Dies alles im Kopf steuert die Besucherin die Geschäftsstelle des Argovia Philharmonic an. Hier ist der neue Intendant Simon Müller zu Hause, der nach einer bewegten Saison 2020/21 die künstlerische Zukunft des Orchesters mit dem Chefdirigenten Rune Bergmann gestaltet. Der Norweger hatte seinen Einstand mitten in der Pandemie, im Herbst 2020, gegeben. Danach ging erst einmal nichts mehr.
Von Asien bis Zofingen
Weil es den Kontakt zum Publikum nicht verlieren wollte, streamte das Argovia Philharmonic in dieser Zeit erstmals drei Konzerte – mit Erfolg. «Diese Ergänzung zum normalen Orchesterbetrieb will auch künftig gut geplant sein», sagt Simon Müller und spricht an, was angedacht ist: Streaming von Konzerten in Asien. «Rune Bergmann hat eine Vision: Er will mit dem Argovia Philharmonic in die Welt hinaus, weil er in diesem Orchester sehr viel Potenzial sieht. In diesem Zusammenhang wird das Marketing eine wichtige Rolle spielen. Aber natürlich wollen wir uns in erster Linie noch stärker als bis anhin in der Schweiz positionieren», betont der Intendant: «Wir sind seit Kurzem auch Mitglied im Orchesterverband, obwohl wir ein Projektorchester sind.» Simon Müller bringt es so auf den Punkt: «Das Argovia Philharmonic ist für mich das Orchester auf der Stuhlkante», will heissen: «Anders als die Sinfonieorchester mit Jahresverträgen, ist für das Argovia Philharmonic auch Beethovens fünfte Sinfonie keine Routine.»
Mit dem Einzug in der Alten Reithalle erhält das Orchester nun eine akustisch vorzügliche Heimat, in der pro Jahr 40 Tage für fünf Abonnementszyklen eingeplant sind; dazu kommen Spezialanlässe und Kammerkonzerte.
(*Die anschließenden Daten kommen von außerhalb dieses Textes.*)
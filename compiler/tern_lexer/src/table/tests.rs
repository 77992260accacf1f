use super::*;

#[test]
fn lookups_return_registered_ids() {
    let table = TokenTable::new()
        .keyword("if", TokenId(1))
        .special(b'+', TokenId(2))
        .digraph("!=", TokenId(3));
    assert_eq!(table.keyword_id("if"), Some(TokenId(1)));
    assert_eq!(table.keyword_id("iff"), None);
    assert_eq!(table.special_id(b'+'), Some(TokenId(2)));
    assert_eq!(table.special_id(b'-'), None);
    assert_eq!(table.digraph_id(b'!', b'='), Some(TokenId(3)));
    assert_eq!(table.digraph_id(b'=', b'!'), None);
}

#[test]
fn non_ascii_special_is_ignored() {
    let table = TokenTable::new().special(200, TokenId(9));
    assert_eq!(table.special_id(200), None);
}

#[test]
fn re_registering_digraph_replaces_id() {
    let table = TokenTable::new()
        .digraph("<=", TokenId(1))
        .digraph("<=", TokenId(2));
    assert_eq!(table.digraph_id(b'<', b'='), Some(TokenId(2)));
}

#[test]
fn malformed_digraph_is_ignored() {
    let table = TokenTable::new().digraph("<=>", TokenId(1));
    assert_eq!(table.digraph_id(b'<', b'='), None);
}

#[test]
fn comment_marker_is_configurable() {
    assert_eq!(TokenTable::new().comment(), b"#");
    assert_eq!(TokenTable::new().comment_marker("//").comment(), b"//");
}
Anders als bei den Sinfoniekonzerten mit rechteckigem Zuschauerraum und ansteigender Tribüne sitzt das Publikum bei diesen intimen Veranstaltungen an den Seiten einer kleinen Arena. «Einmal mehr zählt das Gesamterlebnis – die unmittelbare Nähe zum Publikum», sagt Müller dazu. Diese Nähe sucht das Orchester auch bei seinen Abstechern nach Beinwil am See, Villmergen, Zofingen, Rheinfelden sowie Baden.
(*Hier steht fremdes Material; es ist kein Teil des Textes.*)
//! Core words registered on every runtime built with `core_words(true)`.
//!
//! Collection words take the collection last: `key coll get`,
//! `value key coll set`, `value list push`.

use crate::errors::{bad_operation, not_collection, out_of_range, RuntimeResult};
use crate::heap::GcBody;
use crate::interpreter::Runtime;
use crate::value::{Hashable, Numeric, RangeValue, Value};

pub(crate) fn register(rt: &mut Runtime) {
    define(rt, "p", "v", |rt, args| {
        let text = rt.display(&args[0]);
        rt.print.print(&text);
        Ok(())
    });
    define(rt, "nl", "", |rt, _| {
        rt.print.println("");
        Ok(())
    });
    define(rt, "len", "v", |rt, args| {
        let len = length(&args[0])?;
        rt.push(int_or_long(len))
    });
    define(rt, "get", "vv", |rt, args| {
        let value = get(&args[1], &args[0])?;
        rt.push(value)
    });
    define(rt, "set", "vvv", |_, args| set(&args[2], &args[1], args[0].clone()));
    define(rt, "push", "vl", |_, args| {
        if let Value::List(g) = &args[1] {
            if let GcBody::List(items) = &mut *g.body_mut() {
                items.push(args[0].clone());
            }
        }
        Ok(())
    });
    define(rt, "pop", "l", |rt, args| {
        let popped = match &args[0] {
            Value::List(g) => match &mut *g.body_mut() {
                GcBody::List(items) => items.pop(),
                _ => None,
            },
            _ => None,
        };
        rt.push(popped.ok_or_else(|| out_of_range(-1))?)
    });
    define(rt, "range", "ii", |rt, args| {
        let range = RangeValue::new(args[0].to_long()?, args[1].to_long()?, 1);
        rt.push(Value::Range(range))
    });
    define(rt, "srange", "iii", |rt, args| {
        let step = args[2].to_long()?;
        if step == 0 {
            return Err(bad_operation("range step must not be zero"));
        }
        let range = RangeValue::new(args[0].to_long()?, args[1].to_long()?, step);
        rt.push(Value::Range(range))
    });
    define(rt, "type", "v", |rt, args| {
        let sym = rt.symbols.intern(args[0].type_name());
        rt.push(Value::Symbol(sym))
    });
    define(rt, "gc", "", |rt, _| {
        let freed = rt.gc();
        rt.push(int_or_long(freed))
    });
    define(rt, "int", "v", |rt, args| {
        let v = args[0].to_int()?;
        rt.push(Value::Int(v))
    });
    define(rt, "long", "v", |rt, args| {
        let v = args[0].to_long()?;
        rt.push(Value::Long(v))
    });
    define(rt, "float", "v", |rt, args| {
        let v = args[0].to_float()?;
        rt.push(Value::Float(v))
    });
    define(rt, "double", "v", |rt, args| {
        let v = args[0].to_double()?;
        rt.push(Value::Double(v))
    });
    define(rt, "str", "s", |rt, args| rt.push(args[0].clone()));
    define(rt, "isnone", "v", |rt, args| rt.push(Value::bool(args[0].is_none())));
}

fn define<F>(rt: &mut Runtime, name: &str, spec: &str, func: F)
where
    F: Fn(&mut Runtime, &[Value]) -> RuntimeResult<()> + 'static,
{
    if let Err(err) = rt.register_native(name, spec, func) {
        crate::fatal(&format!("core word `{name}`: {err}"));
    }
}

fn int_or_long(n: usize) -> Value {
    match i32::try_from(n) {
        Ok(v) => Value::Int(v),
        Err(_) => Value::Long(i64::try_from(n).unwrap_or(i64::MAX)),
    }
}

fn length(value: &Value) -> RuntimeResult<usize> {
    match value {
        Value::Str(s) => Ok(s.chars().count()),
        Value::Range(r) => Ok(r.len()),
        Value::List(g) | Value::Hash(g) => match &*g.body() {
            GcBody::List(items) => Ok(items.len()),
            GcBody::Hash(table) => Ok(table.len()),
            _ => Err(not_collection(value.type_name())),
        },
        other => Err(not_collection(other.type_name())),
    }
}

/// Resolve a possibly negative index against `len`.
fn index(key: &Value, len: usize) -> RuntimeResult<usize> {
    let i = key.to_long()?;
    let len_i = i64::try_from(len).unwrap_or(i64::MAX);
    let resolved = if i < 0 { i + len_i } else { i };
    if (0..len_i).contains(&resolved) {
        usize::try_from(resolved).map_err(|_| out_of_range(i))
    } else {
        Err(out_of_range(i))
    }
}

fn get(coll: &Value, key: &Value) -> RuntimeResult<Value> {
    match coll {
        Value::List(g) | Value::Hash(g) => match &*g.body() {
            GcBody::List(items) => Ok(items[index(key, items.len())?].clone()),
            GcBody::Hash(table) => Ok(table.get(&key.hash_key()?).cloned().unwrap_or(Value::None)),
            _ => Err(not_collection(coll.type_name())),
        },
        Value::Str(s) => {
            let at = index(key, s.chars().count())?;
            Ok(s.chars().nth(at).map_or(Value::None, |c| Value::str(c.encode_utf8(&mut [0; 4]))))
        }
        other => Err(not_collection(other.type_name())),
    }
}

fn set(coll: &Value, key: &Value, value: Value) -> RuntimeResult<()> {
    match coll {
        Value::List(g) | Value::Hash(g) => {
            let old = match &mut *g.body_mut() {
                GcBody::List(items) => {
                    let at = index(key, items.len())?;
                    std::mem::replace(&mut items[at], value)
                }
                GcBody::Hash(table) => {
                    table.insert(key.hash_key()?, key.clone(), value);
                    Value::None
                }
                _ => return Err(not_collection(coll.type_name())),
            };
            drop(old);
            Ok(())
        }
        other => Err(not_collection(other.type_name())),
    }
}

#[cfg(test)]
mod tests;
Baden ist sozusagen die zweite Heimat des Orchesters. Während 20 Jahren hat das Argovia Philharmonic im Trafo-Saal gespielt – in Nachbarschaft zu grossen Kinos. Nun wird es ins Kurtheater umziehen, das dank einer ebenso fachkundigen wie sensiblen Renovierung und Erweiterung ein Juwel geworden ist. Ein genuiner Konzertsaal ist der Theaterraum zwar nicht, aber dank der neuen Akustikmuschel auf der Bühne dürfte das Konzerterlebnis erfreulich sein. Die bisherigen Veranstaltungen anderer Orchester in diesem schmucken Theater haben jedenfalls gezeigt: Dies- und jenseits der Rampe herrscht jene knisternde Spannung, die zu einem Konzert gehört. Das Argovia Philharmonic hat also viel vor in der Saison 2021/22, an deren Ende es Aufnahmen auf CD herausbringen wird. Welche? «Die vier Brahms-Sinfonien, die wir zuvor in unseren Konzerten mitgeschnitten haben», sagt Simon Müller. Das Eröffnungskonzert wird von Radio SRF2 am 9. Dezember übertragen.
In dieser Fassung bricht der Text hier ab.